Por encima del agua | Encendido tardío de la fusión
"No he ido a un festival en seis años y..." El viento se lleva el resto de la frase. Me he refugiado con otras tres personas bajo un árbol al borde del camping cuando empieza el diluvio. "... me besé y... quise tirar mi anillo de bodas... ¿entiendes?" Detrás de mí hay dos mujeres y un hombre de unos treinta y tantos. El hombre dice: "Mmm", y la segunda mujer: "Claro". Entonces las nubes se abren, la lluvia amaina. Mi amiga emerge de entre los arbustos donde empieza la pasarela, radiante.
Siempre me desarrollé tarde: me puse al día con mi diploma de preparatoria, empecé la universidad a mediados de mis veintes y tuve a mi hijo a principios de mis treintas. Empecé a nadar y a escribir novelas tarde en la vida, y descubrí el fútbol . A casi 60 años, estoy de pie en la entrada de Fusion por primera vez: un espacio de posibilidades, una utopía temporal, como lo expresaron los organizadores. "Bailamos. No como una vía de escape, sino por desafío. No como una distracción, sino como una respuesta".
Mi novia y yo nos presentamos como artistas entre los 70.000 visitantes del festival, que ofrece música, charlas, juegos, karaoke, yoga, un lavado de coches humano y mil cosas más, las 24 horas del día, desde el último miércoles de junio hasta el domingo. Contamos historias sobre feminismo y punk rock, tenemos acceso al festival en autobús lanzadera, nos llevan a nuestro hotel en Mirow y contamos con todos los servicios necesarios.
La primera noche, caminamos por el pueblo desierto hasta el lago verde oscuro, nos sumergimos tras el cierre de la carretera, la emoción y el espectáculo. Todo se desvanece. Un niño le lanza una pelota a su padre en las aguas poco profundas, una milano real sobrevuela el campanario de la iglesia. El chiringuito cierra, el socorrista recoge sus cosas, la verja de hierro forjado permanece abierta. Una toalla Hansa Rostock ondea al viento, los mosquitos pasan volando. El Fusion resuena desde la otra orilla, las luces se pierden entre las nubes.

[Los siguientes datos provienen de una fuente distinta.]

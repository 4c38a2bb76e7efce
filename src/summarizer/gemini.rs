use async_trait::async_trait;
use reqwest::Client;
use serde::Deserialize;
use serde_json::json;
use tracing::{debug, warn};

use crate::config::SummarizerConfig;
use crate::error::{PipelineError, Result};
use crate::scraper::PageText;
use crate::summarizer::Summarizer;

pub struct GeminiSummarizer {
    client: Client,
    api_key: String,
    endpoint: String,
    model: String,
}

#[derive(Debug, Deserialize)]
struct GenerateContentResponse {
    #[serde(default)]
    candidates: Vec<Candidate>,
}

#[derive(Debug, Deserialize)]
struct Candidate {
    content: Option<Content>,
}

#[derive(Debug, Deserialize)]
struct Content {
    #[serde(default)]
    parts: Vec<Part>,
}

#[derive(Debug, Deserialize)]
struct Part {
    text: Option<String>,
}

impl GeminiSummarizer {
    pub fn new(config: &SummarizerConfig) -> Result<Self> {
        let api_key = config
            .api_key
            .clone()
            .filter(|k| !k.trim().is_empty())
            .ok_or_else(|| PipelineError::SummarizationUnavailable("Gemini API key not configured".to_string()))?;

        let client = Client::builder()
            .timeout(config.request_timeout)
            .build()
            .map_err(|e| PipelineError::SummarizationUnavailable(format!("Failed to create HTTP client: {}", e)))?;

        Ok(Self {
            client,
            api_key,
            endpoint: config.endpoint.trim_end_matches('/').to_string(),
            model: config.model.clone(),
        })
    }

    fn url(&self) -> String {
        format!("{}/models/{}:generateContent", self.endpoint, self.model)
    }
}

/// Instruction sent to the model; the page text is grouped by role.
pub fn summary_prompt(text: &PageText, max_chars: usize) -> String {
    let content = format!(
        "Title: {}\nDescription: {}\nHeadings: {}\nContent: {}\nList Items: {}",
        text.title.as_deref().unwrap_or(""),
        text.meta_description.as_deref().unwrap_or(""),
        text.headings.join(" "),
        text.paragraphs.join(" "),
        text.list_items.join(" "),
    );

    format!(
        "Create a concise summary of this website in EXACTLY {max} characters or less.\n\
         This summary will be used to generate an advertising video, so focus on:\n\
         1. The core value proposition\n\
         2. What product/service is being offered\n\
         3. Why someone would want it\n\
         4. Any unique selling points\n\n\
         Website content:\n{content}\n\n\
         IMPORTANT: Your response MUST be {max} characters or less. Count carefully.",
        max = max_chars,
        content = content,
    )
}

#[async_trait]
impl Summarizer for GeminiSummarizer {
    fn name(&self) -> &str {
        "gemini"
    }

    async fn summarize(&self, text: &PageText, max_chars: usize) -> Result<String> {
        let payload = json!({
            "contents": [{
                "parts": [{ "text": summary_prompt(text, max_chars) }]
            }]
        });

        let response = self
            .client
            .post(self.url())
            .header("x-goog-api-key", &self.api_key)
            .json(&payload)
            .send()
            .await
            .map_err(|e| PipelineError::SummarizationUnavailable(format!("Gemini request failed: {}", e)))?;

        if !response.status().is_success() {
            let status = response.status();
            let body = response.text().await.unwrap_or_default();
            warn!("Gemini returned {}: {}", status, body);
            return Err(PipelineError::SummarizationUnavailable(format!(
                "Gemini returned status {}",
                status
            )));
        }

        let body: GenerateContentResponse = response
            .json()
            .await
            .map_err(|e| PipelineError::SummarizationUnavailable(format!("Invalid Gemini response: {}", e)))?;

        let summary = extract_text(&body)
            .ok_or_else(|| PipelineError::SummarizationUnavailable("Gemini returned no text".to_string()))?;

        debug!("Gemini summary: {} chars", summary.chars().count());
        Ok(summary)
    }
}

fn extract_text(response: &GenerateContentResponse) -> Option<String> {
    let text: String = response
        .candidates
        .first()?
        .content
        .as_ref()?
        .parts
        .iter()
        .filter_map(|p| p.text.as_deref())
        .collect();
    let text = text.trim().to_string();
    (!text.is_empty()).then_some(text)
}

Regresamos al cosmos cultural y paseamos entre los hangares, admirando a los hombres en traje de baño, a la chica con orejas de gato, al fanático del St. Pauli con un sable de luz, los paraguas y medusas brillantes, el espectáculo de luces nocturno. Lagartos, dragones, cohetes. Hay de todo, es mágico. Todos están de buen humor, algunos se duermen en medio de todo, otros bailan hasta el cansancio. En el castillo en el aire, las mujeres enmascaradas de la banda noruega Witch Club Satan gritan mareando a cientos de personas hasta que el sudor gotea del techo.

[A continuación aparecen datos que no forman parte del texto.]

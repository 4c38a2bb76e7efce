pub mod browser;
pub mod config;
pub mod error;
pub mod generation;
pub mod pipeline;
pub mod scraper;
pub mod storage;
pub mod summarizer;

#[cfg(test)]
mod testing;

pub use config::Config;
pub use error::{PipelineError, Result};
pub use pipeline::{CancelHandle, CancelSignal, GenerationOptions, PipelineOrchestrator, SourceRequest, VideoArtifact};
//! Logging setup for modhub.
//!
//! Console output plus an append-only log file, filtered by the configured
//! level and `RUST_LOG`.

use std::fs::{self, OpenOptions};
use std::path::Path;
use std::sync::Arc;

use tracing::Level;
use tracing_subscriber::fmt::writer::MakeWriterExt;
use tracing_subscriber::prelude::*;
use tracing_subscriber::EnvFilter;

use crate::config::LoggingConfig;
use crate::{ModHubError, Result};

/// Parse log level string to tracing Level.
fn parse_level(level: &str) -> Level {
    match level.trim().to_lowercase().as_str() {
        "trace" => Level::TRACE,
        "debug" => Level::DEBUG,
        "warn" | "warning" => Level::WARN,
        "error" => Level::ERROR,
        _ => Level::INFO,
    }
}

fn build_filter(level: &str) -> EnvFilter {
    EnvFilter::from_default_env().add_directive(parse_level(level).into())
}

/// Initialize logging to stdout and the configured log file.
///
/// Fails if the log file cannot be opened or a global subscriber is already set.
pub fn init(config: &LoggingConfig) -> Result<()> {
    if let Some(parent) = Path::new(&config.file).parent() {
        if !parent.as_os_str().is_empty() && !parent.exists() {
            fs::create_dir_all(parent)?;
        }
    }

    let log_file = OpenOptions::new()
        .create(true)
        .append(true)
        .open(&config.file)?;
    let writer = std::io::stdout.and(Arc::new(log_file));

    tracing_subscriber::registry()
        .with(
            tracing_subscriber::fmt::layer()
                .with_writer(writer)
                .with_ansi(false)
                .with_target(true)
                .with_thread_ids(false)
                .with_file(false)
                .with_line_number(false),
        )
        .with(build_filter(&config.level))
        .try_init()
        .map_err(|e| ModHubError::Config(format!("logging already initialized: {e}")))
}

/// Initialize console-only logging.
///
/// Used when the log file cannot be opened. A second call is a no-op.
pub fn init_console_only(level: &str) {
    let _ = tracing_subscriber::registry()
        .with(
            tracing_subscriber::fmt::layer()
                .with_writer(std::io::stdout)
                .with_ansi(true)
                .with_target(true),
        )
        .with(build_filter(level))
        .try_init();
}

Cuando llegamos al hotel y balbuceamos un número, el portero de noche dice alegremente: "¡Por fin alguien que no ha olvidado el número de su habitación!"
El domingo por la tarde, el cielo de Lärz suena a Kabolz. ¿A la playa nudista o al estanque del pueblo? Paseamos junto a la danza trance cubierta, unas cien personas saltando al ritmo del "jujuju" de su gurú. El circo está tranquilo, hay largas colas para el cargador del móvil y los baños, y un cepillo de dientes reposa en el tronco de un árbol. Tras unos arbustos, un embarcadero se adentra en el lago artificial; un pez plateado salta al agua; mi amiga es la primera en nadar. Parpadeo entre las nubes grises y ya me estoy poniendo el bañador.